Leaders of nations are becoming more and more aware of the environmental crises we face through climate change. Our own federal government refuses to face the global crises happening around us, it’s the elephant in our living room. Hopefully Pope Francis’ words and warning will have some impact on the world’s leaders meeting in Paris next December to call nations away from our dependence of fossil fuels which are the main cause of the climate changes impacting the world. It is a global climate summit.

His neighbours drove the prophet Jesus out of his home town. Who does he think he is tells us how to live our lives. We can be sure our prophet Pope Francis will be driven out of the Board Rooms of industry and commerce whose sole focus is exploitation and profit. Pope Francis will be challenged in the corridors of congresses and senates and houses of parliament. He will be told ‘stick to your God talk’ you know nothing about science, trade and world development and politics. As one leader of global industry said, ‘Though Pope Francis’ heart is surely in the right place, he would do his flock and the world a disservice by putting his moral authority behind the United Nations’ unscientific agenda on the climate.’- another elephant.
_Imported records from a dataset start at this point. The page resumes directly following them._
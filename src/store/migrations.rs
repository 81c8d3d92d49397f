//! Version-tracked database migrations for the libSQL backend.
//!
//! Each migration has a version number and SQL. `run_migrations()` reads the
//! current version and applies only newer ones, in order.

use libsql::Connection;

use crate::error::DatabaseError;

struct Migration {
    version: i64,
    name: &'static str,
    sql: &'static str,
}

/// All migrations in order. Add new versions to the end.
static MIGRATIONS: &[Migration] = &[
    Migration {
        version: 1,
        name: "initial_schema",
        sql: r#"
            CREATE TABLE IF NOT EXISTS submissions (
                id TEXT PRIMARY KEY,
                email TEXT NOT NULL,
                user_name TEXT,
                current_step TEXT NOT NULL,
                status TEXT NOT NULL DEFAULT 'active',
                created_at TEXT NOT NULL,
                updated_at TEXT NOT NULL
            );
            CREATE INDEX IF NOT EXISTS idx_submissions_email ON submissions(email);
            CREATE INDEX IF NOT EXISTS idx_submissions_status ON submissions(status);

            CREATE TABLE IF NOT EXISTS feedback (
                id TEXT PRIMARY KEY,
                submission_id TEXT NOT NULL UNIQUE REFERENCES submissions(id) ON DELETE CASCADE,
                cancellation_reasons TEXT NOT NULL DEFAULT '[]',
                selected_features TEXT NOT NULL DEFAULT '[]',
                specific_issues TEXT,
                additional_feedback TEXT,
                created_at TEXT NOT NULL,
                updated_at TEXT NOT NULL
            );

            CREATE TABLE IF NOT EXISTS retention (
                id TEXT PRIMARY KEY,
                submission_id TEXT NOT NULL UNIQUE REFERENCES submissions(id) ON DELETE CASCADE,
                offer_presented INTEGER NOT NULL DEFAULT 0,
                offer_accepted INTEGER,
                presented_at TEXT,
                accepted_at TEXT,
                future_plan TEXT,
                competitor TEXT,
                created_at TEXT NOT NULL,
                updated_at TEXT NOT NULL
            );

            CREATE TABLE IF NOT EXISTS education_events (
                id TEXT PRIMARY KEY,
                submission_id TEXT NOT NULL REFERENCES submissions(id) ON DELETE CASCADE,
                step_name TEXT NOT NULL,
                step_type TEXT NOT NULL,
                action TEXT NOT NULL,
                time_spent INTEGER,
                completed_at TEXT NOT NULL
            );
            CREATE INDEX IF NOT EXISTS idx_education_events_submission
                ON education_events(submission_id, completed_at);
        "#,
    },
    Migration {
        version: 2,
        name: "email_logs",
        sql: r#"
            CREATE TABLE IF NOT EXISTS email_logs (
                id TEXT PRIMARY KEY,
                submission_id TEXT NOT NULL REFERENCES submissions(id) ON DELETE CASCADE,
                email_type TEXT NOT NULL,
                recipient_email TEXT NOT NULL,
                status TEXT NOT NULL,
                message_id TEXT,
                error_message TEXT,
                created_at TEXT NOT NULL,
                updated_at TEXT NOT NULL,
                UNIQUE (submission_id, email_type)
            );
        "#,
    },
    Migration {
        version: 3,
        name: "submission_attempts",
        sql: r#"
            CREATE TABLE IF NOT EXISTS submission_attempts (
                id INTEGER PRIMARY KEY AUTOINCREMENT,
                ip_address TEXT NOT NULL,
                attempted_at TEXT NOT NULL
            );
            CREATE INDEX IF NOT EXISTS idx_submission_attempts_ip
                ON submission_attempts(ip_address, attempted_at);
        "#,
    },
];

/// Apply every migration newer than the recorded version.
pub async fn run_migrations(conn: &Connection) -> Result<(), DatabaseError> {
    conn.execute(
        "CREATE TABLE IF NOT EXISTS _migrations (
            version INTEGER PRIMARY KEY,
            name TEXT NOT NULL,
            applied_at TEXT NOT NULL DEFAULT (datetime('now'))
        )",
        (),
    )
    .await
    .map_err(|e| DatabaseError::Migration(format!("Failed to create _migrations table: {e}")))?;

    let current = get_current_version(conn).await?;

    for migration in MIGRATIONS.iter().filter(|m| m.version > current) {
        conn.execute_batch(migration.sql).await.map_err(|e| {
            DatabaseError::Migration(format!(
                "V{} ({}) failed: {e}",
                migration.version, migration.name
            ))
        })?;
        seed_version(conn, migration.version, migration.name).await?;
        tracing::info!(
            version = migration.version,
            name = migration.name,
            "Applied migration"
        );
    }

    let version = get_current_version(conn).await?;
    tracing::debug!(version, "Database migrations complete");
    Ok(())
}

/// Highest applied migration version, or 0 if none.
async fn get_current_version(conn: &Connection) -> Result<i64, DatabaseError> {
    let mut rows = conn
        .query("SELECT COALESCE(MAX(version), 0) FROM _migrations", ())
        .await
        .map_err(|e| DatabaseError::Migration(format!("Failed to query migration version: {e}")))?;

    let row = rows
        .next()
        .await
        .map_err(|e| DatabaseError::Migration(format!("Failed to read migration version: {e}")))?;

    match row {
        Some(row) => row.get::<i64>(0).map_err(|e| {
            DatabaseError::Migration(format!("Failed to parse migration version: {e}"))
        }),
        None => Ok(0),
    }
}

async fn seed_version(conn: &Connection, version: i64, name: &str) -> Result<(), DatabaseError> {
    conn.execute(
        "INSERT OR IGNORE INTO _migrations (version, name) VALUES (?1, ?2)",
        libsql::params![version, name],
    )
    .await
    .map_err(|e| DatabaseError::Migration(format!("Failed to record migration V{version}: {e}")))?;
    Ok(())
}

#[cfg(test)]
mod tests {
    use super::*;

    async fn test_conn() -> Connection {
        let db = libsql::Builder::new_local(":memory:")
            .build()
            .await
            .unwrap();
        db.connect().unwrap()
    }

    async fn table_exists(conn: &Connection, table: &str) -> bool {
        let mut rows = conn
            .query(
                "SELECT COUNT(*) FROM sqlite_master WHERE type='table' AND name=?1",
                libsql::params![table],
            )
            .await
            .unwrap();
        let row = rows.next().await.unwrap().unwrap();
        row.get::<i64>(0).unwrap() == 1
    }

    #[tokio::test]
    async fn migrations_create_all_tables() {
        let conn = test_conn().await;
        run_migrations(&conn).await.unwrap();

        for table in [
            "_migrations",
            "submissions",
            "feedback",
            "retention",
            "education_events",
            "email_logs",
            "submission_attempts",
        ] {
            assert!(table_exists(&conn, table).await, "Table '{table}' should exist");
        }
    }

    #[tokio::test]
    async fn migrations_are_idempotent() {
        let conn = test_conn().await;
        run_migrations(&conn).await.unwrap();
        run_migrations(&conn).await.unwrap();

        let version = get_current_version(&conn).await.unwrap();
        assert_eq!(version, MIGRATIONS.last().unwrap().version);
    }

    #[tokio::test]
    async fn version_tracking_records_names() {
        let conn = test_conn().await;
        run_migrations(&conn).await.unwrap();

        let mut rows = conn
            .query("SELECT version, name FROM _migrations ORDER BY version", ())
            .await
            .unwrap();
        let mut seen = Vec::new();
        while let Some(row) = rows.next().await.unwrap() {
            seen.push((row.get::<i64>(0).unwrap(), row.get::<String>(1).unwrap()));
        }
        assert_eq!(
            seen,
            vec![
                (1, "initial_schema".to_string()),
                (2, "email_logs".to_string()),
                (3, "submission_attempts".to_string()),
            ]
        );
    }

    #[tokio::test]
    async fn feedback_is_unique_per_submission() {
        let conn = test_conn().await;
        run_migrations(&conn).await.unwrap();
        conn.execute(
            "INSERT INTO submissions (id, email, current_step, created_at, updated_at) VALUES ('s1', 'a@b.test', 'feedback', 'x', 'x')",
            (),
        )
        .await
        .unwrap();
        conn.execute(
            "INSERT INTO feedback (id, submission_id, created_at, updated_at) VALUES ('f1', 's1', 'x', 'x')",
            (),
        )
        .await
        .unwrap();
        let dup = conn
            .execute(
                "INSERT INTO feedback (id, submission_id, created_at, updated_at) VALUES ('f2', 's1', 'x', 'x')",
                (),
            )
            .await;
        assert!(dup.is_err());
    }
}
Will we as individuals listen to the words of our prophet Francis? He is calling us not to just a change in life style, to live simply that others may simply live; our prophet Francis is calling us to a whole new mind set, a change in the way we look at our relationships with God’s good creation. This will not be easy. We are so set in our ways, so caught up in consumerism and wastefulness. We are not Lords of creation, we are kin, and we are family with all of creation. He tells us that the bounty of the earth is meant for all of us but especially the poor. He asks us to hear the cry of Earth and the cry of the poor.

Our prophet Francis offers us words of hope when he tells us, ‘The ultimate purpose of other creatures is not to be found in us. Rather all creatures are moving forward with us and through us toward a common point of arrival, which is God.’

The question is: will we listen to the words of the prophet Francis and let his words challenge us to hear and answer the cry of the Earth and the cry of the poor?